Compensation Committee

IDEX CORPORATION

CHARTER OF THE COMPENSATION COMMITTEE

Composition of the Committee

The Compensation Committee (the “Committee”) of the Board of Directors (the “Board”) of IDEX Corporation (the “Company”) shall consist of at least three directors, each of whom: (i) is an “independent director” as such term is defined by the New York Stock Exchange (“NYSE”), (ii) is a “Non-Employee Director” for purposes of Rule 16b-3 under the Securities Exchange Act of 1934, as amended (the “Exchange Act”), and (iii) to the extent deemed necessary or appropriate by the Board to administer performance-based compensation, satisfies the requirements of an “outside director” for purposes of Section 162(m) of the Internal Revenue Code, as amended (“Section 162(m)”). Committee members shall be appointed by the Board on the recommendation of the Nominating and Corporate Governance Committee of the Board (the “Nominating and Corporate Governance Committee”). Committee members shall hold their offices for one year and until their successors are elected and qualified, or until their earlier resignation, removal or death. All vacancies in the Committee shall be filled by the Board, and Committee members may be removed by the Board in its discretion. The Board shall designate one of the members as Chair of the Committee.

Operations.

The Committee shall meet periodically, as deemed necessary by the Chair of the Committee. All meetings shall be at the call of the Chair of the Committee or as requested by any two of its members. A majority of the members of the Committee present in person or by means of a telephone or video conference or other communications equipment by means of which all persons participating in the meeting can hear each other shall constitute a quorum for the transaction of business. The Committee shall keep a separate book of minutes of their proceedings and actions.

Delegation of Authority.

The Committee may form one or more subcommittees, each of which may take such actions as may be delegated by the Committee; provided, that the Committee shall not delegate to a subcommittee any power or authority required by any law, regulation or listing standard to be exercised by the Committee as a whole.
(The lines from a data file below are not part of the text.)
//! Bounded summary records returned to API clients.

use serde::{Deserialize, Serialize};

use super::author::{AuthorProfile, PublicationRecord};
use crate::config::limits;

/// Summary of a faculty member's profile.
///
/// Field names are part of the public API surface.
#[derive(Debug, Clone, Serialize, Deserialize)]
pub struct FacultySummary {
    /// Exact name as recorded in the directory.
    pub exact_name: String,

    /// Primary affiliation.
    pub affiliation: String,

    /// Total citations across all publications.
    pub total_citations: i64,

    /// Up to five publications, in directory order.
    pub publications: Vec<PublicationSummary>,

    /// Directory profile page URL, empty when unknown.
    pub profile_link: String,
}

/// A publication entry inside a summary.
///
/// Capitalized keys are preserved from the legacy API surface.
#[derive(Debug, Clone, Serialize, Deserialize)]
pub struct PublicationSummary {
    /// Publication title.
    #[serde(rename = "Title")]
    pub title: String,

    /// Publication year, "N/A" when absent.
    #[serde(rename = "Year")]
    pub year: String,

    /// Citation count for this publication.
    #[serde(rename = "Citations")]
    pub citations: i64,
}

impl FacultySummary {
    /// Project a full profile into a bounded summary.
    ///
    /// Absent upstream fields become their documented defaults; projection
    /// never fails.
    #[must_use]
    pub fn project(profile: &AuthorProfile) -> Self {
        let publications = profile
            .papers
            .iter()
            .take(limits::MAX_PUBLICATIONS)
            .map(PublicationSummary::from_record)
            .collect();

        Self {
            exact_name: profile.name_or_default().to_string(),
            affiliation: profile.primary_affiliation().to_string(),
            total_citations: profile.citations(),
            publications,
            profile_link: profile.profile_link().to_string(),
        }
    }
}

impl PublicationSummary {
    fn from_record(record: &PublicationRecord) -> Self {
        Self {
            title: record.title_or_default().to_string(),
            year: record.year_label(),
            citations: record.citations(),
        }
    }
}
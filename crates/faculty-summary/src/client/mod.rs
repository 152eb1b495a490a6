//! Author directory client.
//!
//! Thin async HTTP client over the scholarly-profile directory:
//! - Connection pooling via reqwest
//! - Structured error mapping for non-2xx responses
//!
//! Deliberately carries no cache, no retries, and no client-side rate
//! limiting: every call is a single outbound request and any fault is
//! surfaced to the operation layer.

use reqwest::Client;

use crate::config::{Config, api, fields};
use crate::error::{ClientError, ClientResult};
use crate::models::{AuthorProfile, AuthorSearchResult};

/// Author directory API client.
///
/// Stateless and cheap to clone; share one instance per process.
#[derive(Clone)]
pub struct AuthorDirectoryClient {
    /// HTTP client with pooled connections.
    client: Client,

    /// API key (optional).
    api_key: Option<String>,

    /// Directory API base URL.
    directory_api_url: String,
}

impl AuthorDirectoryClient {
    /// Create a new client with the given configuration.
    ///
    /// # Errors
    ///
    /// Returns error if HTTP client initialization fails.
    pub fn new(config: Config) -> anyhow::Result<Self> {
        let mut headers = reqwest::header::HeaderMap::new();
        headers.insert(
            reqwest::header::CONTENT_TYPE,
            "application/json".parse().expect("valid content-type header"),
        );

        if let Some(ref key) = config.api_key {
            headers.insert("x-api-key", key.parse()?);
        }

        let client = Client::builder()
            .default_headers(headers)
            .timeout(config.request_timeout)
            .connect_timeout(config.connect_timeout)
            .pool_max_idle_per_host(api::MAX_KEEPALIVE)
            .pool_idle_timeout(api::KEEPALIVE_EXPIRY)
            .gzip(true)
            .build()?;

        Ok(Self { client, api_key: config.api_key, directory_api_url: config.directory_api_url })
    }

    /// Check if an API key is configured.
    #[must_use]
    pub fn has_api_key(&self) -> bool {
        self.api_key.is_some()
    }

    /// Search for authors by name, returning at most `limit` candidates.
    ///
    /// The directory's lazy candidate stream is materialized here as a
    /// capped page: callers request exactly the prefix they consume.
    ///
    /// # Errors
    ///
    /// Returns error on directory failure.
    pub async fn search_authors(
        &self,
        query: &str,
        limit: usize,
    ) -> ClientResult<AuthorSearchResult> {
        let url = format!("{}/author/search", self.directory_api_url);

        let params = vec![
            ("query".to_string(), query.to_string()),
            ("limit".to_string(), limit.to_string()),
            ("fields".to_string(), fields::CANDIDATE.join(",")),
        ];

        self.get(&url, &params).await
    }

    /// Fetch the full profile for a candidate ("fill").
    ///
    /// # Errors
    ///
    /// Returns error on directory failure.
    pub async fn fetch_profile(&self, author_id: &str) -> ClientResult<AuthorProfile> {
        let url = format!("{}/author/{}", self.directory_api_url, author_id);
        let params = vec![("fields".to_string(), fields::PROFILE.join(","))];

        self.get(&url, &params).await
    }

    /// Make a GET request.
    async fn get<T>(&self, url: &str, params: &[(String, String)]) -> ClientResult<T>
    where
        T: serde::de::DeserializeOwned,
    {
        let response = self.client.get(url).query(params).send().await?;

        let response = self.handle_response(response).await?;
        let value: serde_json::Value = response.json().await?;

        serde_json::from_value(value).map_err(ClientError::from)
    }

    /// Handle directory response status codes.
    async fn handle_response(
        &self,
        response: reqwest::Response,
    ) -> ClientResult<reqwest::Response> {
        let status = response.status();

        if status.is_success() {
            return Ok(response);
        }

        match status.as_u16() {
            404 => {
                let text = response.text().await.unwrap_or_default();
                Err(ClientError::not_found(text))
            }
            400 => {
                let text = response.text().await.unwrap_or_default();
                Err(ClientError::bad_request(text))
            }
            500..=599 => {
                let text = response.text().await.unwrap_or_default();
                Err(ClientError::server(status.as_u16(), text))
            }
            _ => {
                let text = response.text().await.unwrap_or_default();
                Err(ClientError::UnexpectedStatus { status: status.as_u16(), message: text })
            }
        }
    }
}

impl std::fmt::Debug for AuthorDirectoryClient {
    fn fmt(&self, f: &mut std::fmt::Formatter<'_>) -> std::fmt::Result {
        f.debug_struct("AuthorDirectoryClient")
            .field("has_api_key", &self.has_api_key())
            .finish()
    }
}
Reporting to the Board; Annual Performance Review.

The Committee shall regularly report on its activities to the Board and make such recommendations and findings as it deems appropriate.

The Committee members shall perform an annual evaluation, as administered by the Nominating and Corporate Governance Committee. In conducting this review, the Committee shall evaluate whether this charter appropriately addresses the matters that are or should be within its scope and shall recommend such changes as it deems necessary or appropriate. The Committee shall address all matters that the Committee considers relevant to its performance.

Outside Advisers.

The Committee has the authority and right, in its sole discretion and at the expense of the Company, to retain or obtain the advice of a compensation consultant, independent legal counsel, accountant or any other consultant or adviser (each, an “Adviser” and, collectively, “Advisers”) in connection with the Committee’s functions and responsibilities. The Committee shall be directly responsible for the appointment, compensation, oversight of the work and termination of any Adviser retained by the Committee. The Committee shall have the sole authority to approve the fees and other retention terms of such Advisers. The Company shall provide for appropriate funding, as determined by the Committee, for payment of reasonable compensation to any Adviser retained by the Committee and ordinary administrative expenses of the Committee that are necessary or appropriate in carrying out its functions and responsibilities. The Committee may retain or obtain advice from an Adviser only after taking into consideration all factors relevant to the Adviser’s independence from management in accordance with the rules and regulations of the Securities and Exchange Commission (“SEC”) and the listing standards of the NYSE, including:

  1. The provision of other services to the Company by the person that employs the Adviser;

  2. The amount of fees received from the Company by the person that employs the Adviser, as a percentage of the total revenue of the person that employs the Adviser;

  3. The policies and procedures of the person that employs the Adviser that are designed to prevent conflicts of interest;

  4. Any business or personal relationship of the Adviser with a member of the Committee;

  5. Any stock of the Company owned by the Adviser; and

  6. Any business or personal relationship of the Adviser or the person employing the Adviser with an executive officer of the Company.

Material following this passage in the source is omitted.